I’ve written a few previous pieces about how Plato would PPC. Plato is the first big-time and greatest thinker in the western canon, which of course doesn’t mean he is the most correct, it just means that he cast a shadow in which all thinkers since have lived. So we could write most of this “How would they PPC?” series on different aspects of Plato’s ideas.
Indeed, that’s what I’m doing today, in the third series, by focusing on one particular idea of his that he proposes in the Symposium. The Symposium was a “hypothetical” drunken dinner where the greatest thinkers of Athens at the time got together and each one shared their theory as to what “love” is. One classic speech–the one we’ll dive into today–is the one that Plato attributed to Aristophanes. Plato argued that all humans originally had two heads, four arms, four heads, they were like big bouncy balls that bounced all over the place. Zeus then split the bodies in half and you spend your entire life seeking the other half that you were originally one person together with. Weirdly romantic, eh?
To be clear, while Aristophanes did exist and was one of the great comics and playwrights of his era, this story that Plato attributes to him was written by Plato (according to the best understanding we have today). There are a few interesting lessons for PPC’s from Aristophanes’ speech.
Lesson number 1: always have a sense of humor.
Aristophanes was a comic playwright indeed, he wrote the classic Lysistrata, in which the women of Greece agreed to stop f—ing their husbands until the husbands stopped all the wars being fought between all the Greek city-states. Was this story of the origin of love that he recounted his real theory, or was he having drunken fun with a fun story? Looked at with literary eyes–no one knows. Looked at with philosophical eyes–no one knows. Looked at with scientific eyes–understanding love is outside the bounds of even the best neuroscientists out there. But my take is that it is a humorous story and there is a key lesson here: maintain your humor at all times. This is especially important in PPC when you have intense clients, intense pressure, and the demand for results.
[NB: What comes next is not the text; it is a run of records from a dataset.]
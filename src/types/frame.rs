//! Frame records: the append-only trace emitted by the engine

use serde::{Deserialize, Serialize};
use crate::types::{Answer, Domain, Lane, MaskEntry, Phase, RewardRecord};

/// One executed cell, hashed over a locked 3-field contract
#[derive(Debug, Clone, PartialEq, Serialize, Deserialize)]
pub struct ProofEvent {
    pub tick: u64,
    pub phase: Phase,
    pub cell_id: u8,
    pub kernel_id: u8,
    pub domain: Domain,
    pub lane: Lane,
    pub signal: f64,
    pub activation: f64,
    pub state: f64,
    pub inputs_hash: String,
    pub outputs_hash: String,
    pub policy_hash: String,
    /// `hash({inputsHash, outputsHash, policyHash})`
    pub proof_hash: String,
}

/// Tagged frame record. One variant per frame kind.
#[derive(Debug, Clone, PartialEq, Serialize, Deserialize)]
#[serde(tag = "kind", rename_all = "snake_case")]
pub enum Frame {
    Header {
        version: String,
        policy_hash: String,
        cell_count: u32,
        cluster_id: u32,
        cluster_count: u32,
    },
    PhaseEnter {
        tick: u64,
        phase: Phase,
    },
    Mask {
        tick: u64,
        phase: Phase,
        bits: u32,
        masked: Vec<MaskEntry>,
    },
    Proof(ProofEvent),
    PhaseExit {
        tick: u64,
        phase: Phase,
    },
    Answer(Answer),
    Reward(RewardRecord),
    End {
        tick: u64,
        last_proof_hash: String,
    },
}

/// Frame discriminant, with the byte used in the binary dump
#[derive(Debug, Clone, Copy, PartialEq, Eq, Hash, Serialize, Deserialize)]
#[serde(rename_all = "snake_case")]
pub enum FrameKind {
    Header,
    PhaseEnter,
    Mask,
    Proof,
    PhaseExit,
    Answer,
    Reward,
    End,
}

impl FrameKind {
    pub fn as_byte(&self) -> u8 {
        match self {
            FrameKind::Header => 0,
            FrameKind::PhaseEnter => 1,
            FrameKind::Mask => 2,
            FrameKind::Proof => 3,
            FrameKind::PhaseExit => 4,
            FrameKind::Answer => 5,
            FrameKind::Reward => 6,
            FrameKind::End => 7,
        }
    }

    pub fn from_byte(byte: u8) -> Option<FrameKind> {
        match byte {
            0 => Some(FrameKind::Header),
            1 => Some(FrameKind::PhaseEnter),
            2 => Some(FrameKind::Mask),
            3 => Some(FrameKind::Proof),
            4 => Some(FrameKind::PhaseExit),
            5 => Some(FrameKind::Answer),
            6 => Some(FrameKind::Reward),
            7 => Some(FrameKind::End),
            _ => None,
        }
    }
}

impl Frame {
    pub fn kind(&self) -> FrameKind {
        match self {
            Frame::Header { .. } => FrameKind::Header,
            Frame::PhaseEnter { .. } => FrameKind::PhaseEnter,
            Frame::Mask { .. } => FrameKind::Mask,
            Frame::Proof(_) => FrameKind::Proof,
            Frame::PhaseExit { .. } => FrameKind::PhaseExit,
            Frame::Answer(_) => FrameKind::Answer,
            Frame::Reward(_) => FrameKind::Reward,
            Frame::End { .. } => FrameKind::End,
        }
    }

    /// Tick the frame belongs to (0 for the header)
    pub fn tick(&self) -> u64 {
        match self {
            Frame::Header { .. } => 0,
            Frame::PhaseEnter { tick, .. }
            | Frame::Mask { tick, .. }
            | Frame::PhaseExit { tick, .. }
            | Frame::End { tick, .. } => *tick,
            Frame::Proof(event) => event.tick,
            Frame::Answer(answer) => answer.tick,
            Frame::Reward(record) => record.tick,
        }
    }

    pub fn phase(&self) -> Option<Phase> {
        match self {
            Frame::PhaseEnter { phase, .. }
            | Frame::Mask { phase, .. }
            | Frame::PhaseExit { phase, .. } => Some(*phase),
            Frame::Proof(event) => Some(event.phase),
            _ => None,
        }
    }

    /// Proof hash carried by hashed records
    pub fn proof_hash(&self) -> Option<&str> {
        match self {
            Frame::Proof(event) => Some(&event.proof_hash),
            Frame::Answer(answer) => Some(&answer.proof_hash),
            Frame::Reward(record) => Some(&record.proof_hash),
            Frame::End { last_proof_hash, .. } => Some(last_proof_hash),
            _ => None,
        }
    }
}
Even within campaigns you need to feel wacky and have wacky ideas. If you lose your sense of wackiness, all your campaigns will turn into generic boilerplate, and in that case–why are you being hired? May as well hire a robot to do your work then.
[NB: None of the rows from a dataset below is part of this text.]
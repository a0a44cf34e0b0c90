//! Cell profiles and mutable per-cell state

use serde::{Deserialize, Serialize};

/// Functional role of a cell
#[derive(Debug, Clone, Copy, PartialEq, Eq, Hash, Serialize, Deserialize)]
#[serde(rename_all = "snake_case")]
pub enum Role {
    Sensor,
    Encoder,
    Reasoner,
    Proposer,
    Constraint,
    Format,
    Memory,
    Control,
}

/// Execution domain. Phases admit domains through a fixed allowlist.
#[derive(Debug, Clone, Copy, PartialEq, Eq, Hash, Serialize, Deserialize)]
#[serde(rename_all = "SCREAMING_SNAKE_CASE")]
pub enum Domain {
    Perception,
    Representation,
    Reasoning,
    Decision,
    Memory,
    /// The only domain allowed past the collapse barrier
    Safe,
}

impl Domain {
    pub fn name(&self) -> &'static str {
        match self {
            Domain::Perception => "PERCEPTION",
            Domain::Representation => "REPRESENTATION",
            Domain::Reasoning => "REASONING",
            Domain::Decision => "DECISION",
            Domain::Memory => "MEMORY",
            Domain::Safe => "SAFE",
        }
    }
}

/// Output lane. Decides how a cell's output is classified after execution.
#[derive(Debug, Clone, Copy, PartialEq, Eq, Hash, Serialize, Deserialize)]
#[serde(rename_all = "snake_case")]
pub enum Lane {
    Evidence,
    Proposal,
    Constraint,
    Control,
}

impl Lane {
    pub fn name(&self) -> &'static str {
        match self {
            Lane::Evidence => "evidence",
            Lane::Proposal => "proposal",
            Lane::Constraint => "constraint",
            Lane::Control => "control",
        }
    }
}

/// Immutable profile bound to a cell at construction
#[derive(Debug, Clone, Copy, PartialEq, Serialize, Deserialize)]
pub struct CellProfile {
    pub role: Role,
    pub domain: Domain,
    pub lane: Lane,
    /// Static policy weight in [0, 1]
    pub weight: f64,
    /// Constraint cells with veto may reject proposals outright
    pub veto: bool,
}

/// One entry of a profile table, as loaded from configuration
#[derive(Debug, Clone, PartialEq, Serialize, Deserialize)]
pub struct ProfileEntry {
    pub id: u8,
    pub key: String,
    #[serde(flatten)]
    pub profile: CellProfile,
}

/// A compute cell. The profile is private so it cannot change after construction.
#[derive(Debug, Clone, Serialize)]
pub struct Cell {
    pub id: u8,
    pub key: &'static str,
    profile: CellProfile,
    /// Accumulated signal over un-masked executions
    pub activation: f64,
    /// Written only by the store, reward-integrate and persist kernels
    pub state: f64,
    /// Learned bias, updated by reward propagation
    pub bias: f64,
    pub lr: f64,
    pub last_signal: f64,
    pub last_output_hash: Option<String>,
}

impl Cell {
    /// Create a cell bound to its profile.
    ///
    /// `last_signal` starts at 1.0: a cell that has never run has not yet
    /// shown a flat output, so the zero-information gate leaves it alone.
    pub fn new(id: u8, key: &'static str, profile: CellProfile, lr: f64) -> Self {
        Self {
            id,
            key,
            profile,
            activation: 0.0,
            state: 0.0,
            bias: 0.0,
            lr,
            last_signal: 1.0,
            last_output_hash: None,
        }
    }

    pub fn profile(&self) -> &CellProfile {
        &self.profile
    }

    /// Kernel id equals cell id
    pub fn kernel_id(&self) -> u8 {
        self.id
    }
}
Lesson number 2: viewing the other-side from the eyes of “destiny meant to unite us” is a very powerful angle.
Think about the implications of this for your ad copy and landing pages! It’s not just, “Here’s a shampoo that’s healthy for your hair”. But, with the subtext of the universe intending the viewer to use this particular shampoo, you can come up with campaigns like, “The shampoo meant for flakey, dandruffy hair… just like yours”. Would this sort of ad work better or worse, than a generic one? I don’t know, you never know, which is why you need to test. But my instinct based on my experience is that sometimes ads with either playful language or with a subtext of how perfect the product is, work well, as though destined by Zeus himself. Ideas inspired by Aristophanes’ creativity.
Lesson number 3: these same techniques could work well in the client management universe.
It’s one thing when you work well with your client. It’s another thing when your work jives together when your skills, attitudes, and approaches complement each other so well. That’s when mere “work” transforms into amazingness that conquers markets. Listen to how in-love anyone who ever worked with Steve Jobs sounds in the way they talk about working with Steve Jobs. He knew something about managing people that normies don’t.
So, in conclusion, would Plato be a good PPC? My answer is that Plato still wouldn’t–for the same reasons I argued in my previous pieces on Plato as a PPC–but perhaps Aristophanes would. Aristophanes had a flair for insight into human nature and style, in a way that created deep engagement with the audiences. Especially in the copywriting aspect. Perhaps I should write another series, How would the great writers write ad copy?